Task prompt -> Only a number is wanted here: how many lines in the entries below contain the word "PathBuf".
********************
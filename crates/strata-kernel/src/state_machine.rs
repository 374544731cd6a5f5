//! Job lifecycle transitions
//!
//! `SUBMITTED -> RUNNING -> COMPLETED | FAILED`. Both outcomes are terminal.

use crate::error::StateMachineError;
use crate::types::JobStatus;

/// Validates a job status transition.
///
/// Returns an error for illegal transitions; with the `strict-debug` feature
/// enabled it panics instead so misuse surfaces immediately in tests.
///
/// # Errors
/// [`StateMachineError::IllegalTransition`] when `to` is not reachable from `from`
pub fn validate_transition(from: JobStatus, to: JobStatus) -> Result<(), StateMachineError> {
    if allowed_transitions(from).contains(&to) {
        Ok(())
    } else {
        #[cfg(feature = "strict-debug")]
        panic!("illegal job transition attempted: {from} -> {to}");

        #[cfg(not(feature = "strict-debug"))]
        Err(StateMachineError::IllegalTransition { from, to })
    }
}

/// Statuses reachable from `from` in one step
#[must_use]
pub fn allowed_transitions(from: JobStatus) -> &'static [JobStatus] {
    match from {
        JobStatus::Submitted => &[JobStatus::Running],
        JobStatus::Running => &[JobStatus::Completed, JobStatus::Failed],
        JobStatus::Completed | JobStatus::Failed => &[],
    }
}

#[cfg(test)]
mod tests {
    use super::*;

    #[test]
    fn terminal_states_have_no_exit() {
        for status in JobStatus::ALL {
            assert_eq!(status.is_terminal(), allowed_transitions(status).is_empty());
        }
    }

    #[cfg(not(feature = "strict-debug"))]
    #[test]
    fn skipping_running_is_rejected() {
        let err = validate_transition(JobStatus::Submitted, JobStatus::Completed).unwrap_err();
        assert_eq!(
            err.to_string(),
            "illegal job transition SUBMITTED -> COMPLETED"
        );
    }
}
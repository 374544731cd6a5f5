//! Entity contract shared by every repository backend

use serde::de::DeserializeOwned;
use serde::Serialize;
use std::fmt::Debug;

/// A persisted, id-addressable orchestration entity.
///
/// Repositories store whole entities: saving an entity whose id already
/// exists replaces every field of the stored copy.
pub trait Entity: Clone + Debug + Send + Sync + Serialize + DeserializeOwned + 'static {
    /// Kind name, used for storage folders and diagnostics
    const KIND: &'static str;

    /// Unique generated id
    fn id(&self) -> &str;

    /// Id of the configuration this entity was realized from
    fn config_id(&self) -> &str;
}
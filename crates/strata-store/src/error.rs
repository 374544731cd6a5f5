//! Error types for the entity store

use std::path::PathBuf;

/// Repository failure
#[derive(Debug, thiserror::Error)]
pub enum StoreError {
    /// Filesystem access failed
    #[error("i/o error on {}: {source}", path.display())]
    Io {
        /// Path being accessed
        path: PathBuf,
        /// Underlying error
        #[source]
        source: std::io::Error,
    },

    /// Entity could not be encoded or decoded
    #[error("cannot (de)serialize {kind} `{id}`: {source}")]
    Serialization {
        /// Entity kind
        kind: &'static str,
        /// Entity id
        id: String,
        /// Underlying error
        #[source]
        source: serde_json::Error,
    },

    /// Entity id cannot be used as a storage key
    #[error("invalid {kind} id `{id}`")]
    InvalidId {
        /// Entity kind
        kind: &'static str,
        /// Offending id
        id: String,
    },
}

impl StoreError {
    pub(crate) fn io(path: impl Into<PathBuf>, source: std::io::Error) -> Self {
        Self::Io {
            path: path.into(),
            source,
        }
    }
}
********************
Solution to this exercise -> 3